Es sei somit ein wichtiger Grundstein für die Entwicklung von gesellschaftlichen Strukturen und kulturellen Institutionen gewesen, schreibt Wiessner in den „Proceedings“ der Nationalen Akademie der Wissenschaften („PNAS“) in den USA. Das Feuer brachte neben den abendlichen Gesprächen vor allem auch den Vorzug von erhitzten Speisen und trug zum Schutz vor Raubtieren bei.

Für ihre Studie beobachtete Wiessner über ein halbes Jahr die Tagesabläufe von Ju/’hoansi Kalahari Buschmänner in Botsuana und Namibia. Sie stellte dabei fest, dass etwa 75 Prozent aller Gespräche am Tage der Organisation von Arbeit beziehungsweise der Regelung von sozialen Beziehungen galten.

In den Abendstunden wechselten die Themen deutlich. 81 Prozent der Unterhaltungen drehten sich nun um die Erlebnisse des Tages. Außerdem wurde getanzt, gesungen und sich gegenseitig Geschichten erzählt. Auch religiöse Zeremonien spielten eine große Rolle. Für das Zusammenleben in einer Gemeinschaft seien diese Aktivitäten sehr wichtig, schreibt die Forscherin in ihrem Artikel.

Am abendlichen Lagerfeuer werden demnach kulturelle Werte und Normen gefestigt und weitergeben, auch an Menschen aus anderen Kulturen. Wiessner sieht ihre Beobachtungen als ein Indiz dafür, welche großen Auswirkungen die Kontrolle des Feuers auf die soziale und kulturelle Evolution gehabt haben könnte.

Eins zu eins auf frühzeitliche Gemeinschaften lassen sich die Beobachtungen moderner indigener Völker nicht übertragen. Dafür lässt sich die urzeitliche Lebenswirklichkeit einfach zu schlecht rekonstruieren. Schriftliche Quellen gibt es keine und archäologische Funde geben vor allem Einblick in das „Arbeitsleben“. Entsprechend wenig wissen die Forscher über die Religion dieser Menschen, das gesellschaftliche Gefüge oder den Kontakt zwischen einzelnen Gruppen.

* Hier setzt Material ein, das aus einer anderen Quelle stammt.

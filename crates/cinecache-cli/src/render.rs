//! Plain-text rendering of catalog results for the terminal.

use cinecache_core::images::ImageResolver;
use cinecache_core::models::{CatalogDetail, CatalogItem, FavoriteItem, ViewMode};
use cinecache_core::utils::{format_date, format_year, pluralize, truncate_string};
use cinecache_core::{KeyValueStore, SearchSession, UserState};

/// Width of the title column in grid view
const TITLE_WIDTH: usize = 40;

/// Overview length in list view
const OVERVIEW_WIDTH: usize = 160;

fn favorite_marker(is_favorite: bool) -> &'static str {
    if is_favorite {
        "*"
    } else {
        " "
    }
}

pub fn print_items<S: KeyValueStore>(
    items: &[&CatalogItem],
    user: &UserState<S>,
    images: &ImageResolver,
) {
    if items.is_empty() {
        println!("No movies found");
        return;
    }

    let mode = user.view_mode();
    for item in items {
        let marker = favorite_marker(user.is_favorite(item.id));
        match mode {
            ViewMode::Grid => println!(
                "{} {:>8}  {:<width$}  {:>4}  {:>4}",
                marker,
                item.id,
                truncate_string(&item.title, TITLE_WIDTH),
                format_year(item.release_year()),
                item.display_rating(),
                width = TITLE_WIDTH,
            ),
            ViewMode::List => {
                println!("{} {}  {}", marker, item.id, item.title);
                println!(
                    "    {}  rating {}",
                    format_date(&item.release_date),
                    item.display_rating()
                );
                if !item.overview.is_empty() {
                    println!("    {}", truncate_string(&item.overview, OVERVIEW_WIDTH));
                }
                println!("    {}", images.poster_url(item.poster_path.as_deref()));
            }
        }
    }
}

pub fn print_search<S: KeyValueStore>(
    session: &SearchSession,
    user: &UserState<S>,
    images: &ImageResolver,
) {
    if session.term().is_empty() {
        println!("Enter a search term");
        return;
    }

    let visible = session.visible_items();
    println!(
        "Results for \"{}\": page {} of {} ({})",
        session.term(),
        session.current_page(),
        session.total_pages(),
        pluralize(session.total_items() as usize, "result"),
    );
    print_items(&visible, user, images);

    if session.category().is_none() && session.current_page() < session.total_pages() {
        println!(
            "More results: cinecache search \"{}\" --pages {}",
            session.term(),
            session.current_page() + 1
        );
    }
}

pub fn print_detail(detail: &CatalogDetail, is_favorite: bool, images: &ImageResolver) {
    let item = &detail.item;
    println!("{} ({})", item.title, format_year(item.release_year()));
    if is_favorite {
        println!("In favorites");
    }
    println!("Released:   {}", format_date(&item.release_date));
    println!("Rating:     {}", item.display_rating());

    let categories = detail.category_names();
    if !categories.is_empty() {
        println!("Categories: {}", categories);
    }
    println!("Backdrop:   {}", images.backdrop_url(item.backdrop_path.as_deref()));
    if let Some(trailer) = &detail.trailer {
        println!("Trailer:    {} ({})", trailer.name, trailer.embed_url());
    }

    if !item.overview.is_empty() {
        println!();
        println!("{}", item.overview);
    }

    if !detail.cast.is_empty() {
        println!();
        println!("Cast");
        for member in &detail.cast {
            println!("  {} as {}", member.name, member.character);
        }
    }
}

pub fn print_favorites(favorites: &[FavoriteItem], mode: ViewMode, images: &ImageResolver) {
    if favorites.is_empty() {
        println!("No favorites yet. Add one with `cinecache fav-add <id>`");
        return;
    }

    println!("{}", pluralize(favorites.len(), "favorite"));
    for fav in favorites {
        match mode {
            ViewMode::Grid => println!(
                "  {:>8}  {:<width$}  {:>4}",
                fav.id,
                truncate_string(&fav.title, TITLE_WIDTH),
                format_year(fav.release_year()),
                width = TITLE_WIDTH,
            ),
            ViewMode::List => {
                println!("  {}  {}", fav.id, fav.title);
                println!("    {}", format_date(&fav.release_date));
                println!("    {}", images.poster_url(fav.poster_path.as_deref()));
            }
        }
    }
}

Auch die meisten Studien zur Bedeutung von Feuer für die Urmenschen beschäftigen sich eher mit praktischen Fragen wie der Auswirkung auf die Ernährung. Hier ist die Forschungslage eindeutiger. Durch das Feuer erweiterte sich das Nahrungsangebot enorm. Einige Forscher wie der Anthropologe Richard Wrangham von der US-Universität Harvard betrachten das Kochen sogar als Schlüssel für den evolutionären Erfolg des Menschen.